The growing need for symptomatic treatment of post-traumatic neuropathic pain (PTNP) continues to be unmet. Studies evaluating the efficacy of pregabalin for reducing neuropathic pain following trauma and surgery yielded positive results over ≤ 8-week treatment. To assess the efficacy and tolerability of pregabalin over 3 months in patients with PTNP, a randomized, double-blind, placebo-controlled, parallel-group trial evaluated patients with PTNP at 101 centers in 11 countries—the longest, largest such trial. Adults diagnosed with PTNP were randomly assigned (1:1) to 15 weeks of pregabalin (flexibly dosed 150–600 mg/day) or matching placebo.
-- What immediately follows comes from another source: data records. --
//! The `fieldlens config` command for configuration management.
//!
//! `show` prints the effective configuration with literal API keys redacted;
//! `init` seeds a default config file and points at the env vars each
//! provider needs.

use clap::{Args, Subcommand};
use fieldlens_core::Config;

/// Arguments for the `config` command.
#[derive(Args, Debug)]
pub struct ConfigArgs {
    #[command(subcommand)]
    pub command: ConfigCommand,
}

/// Subcommands for configuration management.
#[derive(Subcommand, Debug)]
pub enum ConfigCommand {
    /// Display current configuration (API keys redacted)
    Show,

    /// Show config file path
    Path,

    /// Initialize a new config file with defaults
    Init {
        /// Overwrite existing config file
        #[arg(long)]
        force: bool,
    },
}

/// Execute the config command.
pub async fn execute(args: ConfigArgs) -> anyhow::Result<()> {
    match args.command {
        ConfigCommand::Show => {
            let config = redact_keys(Config::load()?);
            println!("{}", config.to_toml()?);
        }

        ConfigCommand::Path => {
            println!("{}", Config::default_path().display());
        }

        ConfigCommand::Init { force } => {
            let path = Config::default_path();

            if path.exists() && !force {
                anyhow::bail!(
                    "Config file already exists at: {}\nUse --force to overwrite.",
                    path.display()
                );
            }

            if let Some(parent) = path.parent() {
                std::fs::create_dir_all(parent)?;
            }

            let config = Config::default();
            std::fs::write(&path, config.to_toml()?)?;

            tracing::info!("Config file created at: {}", path.display());
            println!("Configuration initialized at: {}", path.display());
            println!(
                "\nActive provider: {} (set [identify].provider to switch)",
                config.identify.provider
            );
            println!(
                "Before running `fieldlens identify`, export the key for your provider:\n\
                 \x20 gemini     GEMINI_API_KEY\n\
                 \x20 openai     OPENAI_API_KEY\n\
                 \x20 replicate  REPLICATE_API_TOKEN"
            );
        }
    }

    Ok(())
}

/// Replace literal API keys with a placeholder before printing.
///
/// `${ENV_VAR}` references are kept as-is — they are instructions, not
/// secrets. Only keys pasted directly into the file are hidden.
fn redact_keys(mut config: Config) -> Config {
    if let Some(gemini) = config.providers.gemini.as_mut() {
        gemini.api_key = redact(&gemini.api_key);
    }
    if let Some(openai) = config.providers.openai.as_mut() {
        openai.api_key = redact(&openai.api_key);
    }
    if let Some(replicate) = config.providers.replicate.as_mut() {
        replicate.api_key = redact(&replicate.api_key);
    }
    config
}

fn redact(key: &str) -> String {
    if key.is_empty() || (key.starts_with("${") && key.ends_with('}')) {
        key.to_string()
    } else {
        "[redacted]".to_string()
    }
}

#[cfg(test)]
mod tests {
    use super::*;
    use fieldlens_core::config::{GeminiConfig, OpenAiConfig};

    #[test]
    fn test_redact_hides_literal_keys() {
        assert_eq!(redact("sk-live-abc123"), "[redacted]");
    }

    #[test]
    fn test_redact_keeps_env_references_and_empty() {
        assert_eq!(redact("${GEMINI_API_KEY}"), "${GEMINI_API_KEY}");
        assert_eq!(redact(""), "");
    }

    #[test]
    fn test_redact_keys_walks_all_providers() {
        let mut config = Config::default();
        config.providers.gemini = Some(GeminiConfig {
            api_key: "AIza-literal".to_string(),
            model: "gemini-2.0-flash".to_string(),
        });
        config.providers.openai = Some(OpenAiConfig {
            api_key: "${OPENAI_API_KEY}".to_string(),
            model: "gpt-4o-mini".to_string(),
        });

        let redacted = redact_keys(config);
        assert_eq!(redacted.providers.gemini.unwrap().api_key, "[redacted]");
        assert_eq!(
            redacted.providers.openai.unwrap().api_key,
            "${OPENAI_API_KEY}"
        );
    }

    #[test]
    fn test_show_output_never_leaks_literal_key() {
        let mut config = Config::default();
        config.providers.gemini = Some(GeminiConfig {
            api_key: "AIza-secret-key".to_string(),
            model: "gemini-2.0-flash".to_string(),
        });
        let toml = redact_keys(config).to_toml().unwrap();
        assert!(!toml.contains("AIza-secret-key"));
        assert!(toml.contains("[redacted]"));
    }
}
Primary efficacy analysis was by mixed-model repeated measures comparing change from baseline to week 15 in weekly mean pain scores between active and placebo groups. Evaluable patients included 274 in the pregabalin group and 265 in the placebo group. Trauma was surgical in 49.6% of patients, non-surgical in the remainder. The primary efficacy analysis showed no statistically significant difference between pregabalin and placebo groups in the change from baseline to week 15 [mean difference, − 0.22 points (95% confidence interval, 0.54–0.10); p = 0.1823]. However, comparisons for key secondary outcome measures yielded p values < 0.05 favoring pregabalin. Consistent with the known safety profile of pregabalin, the most common adverse events were dizziness and somnolence (14.6 and 9.9% of patients, respectively) with pregabalin (vs 4.2 and 3.4% with placebo). These findings demonstrate the feasibility of conducting a large, phase 3 registration trial in the heterogeneous PTNP study population. ClinicalTrials.gov NCT01701362. ELECTRONIC SUPPLEMENTARY MATERIAL: The online version of this article (10.1007/s00415-018-9063-9) contains supplementary material, which is available to authorized users.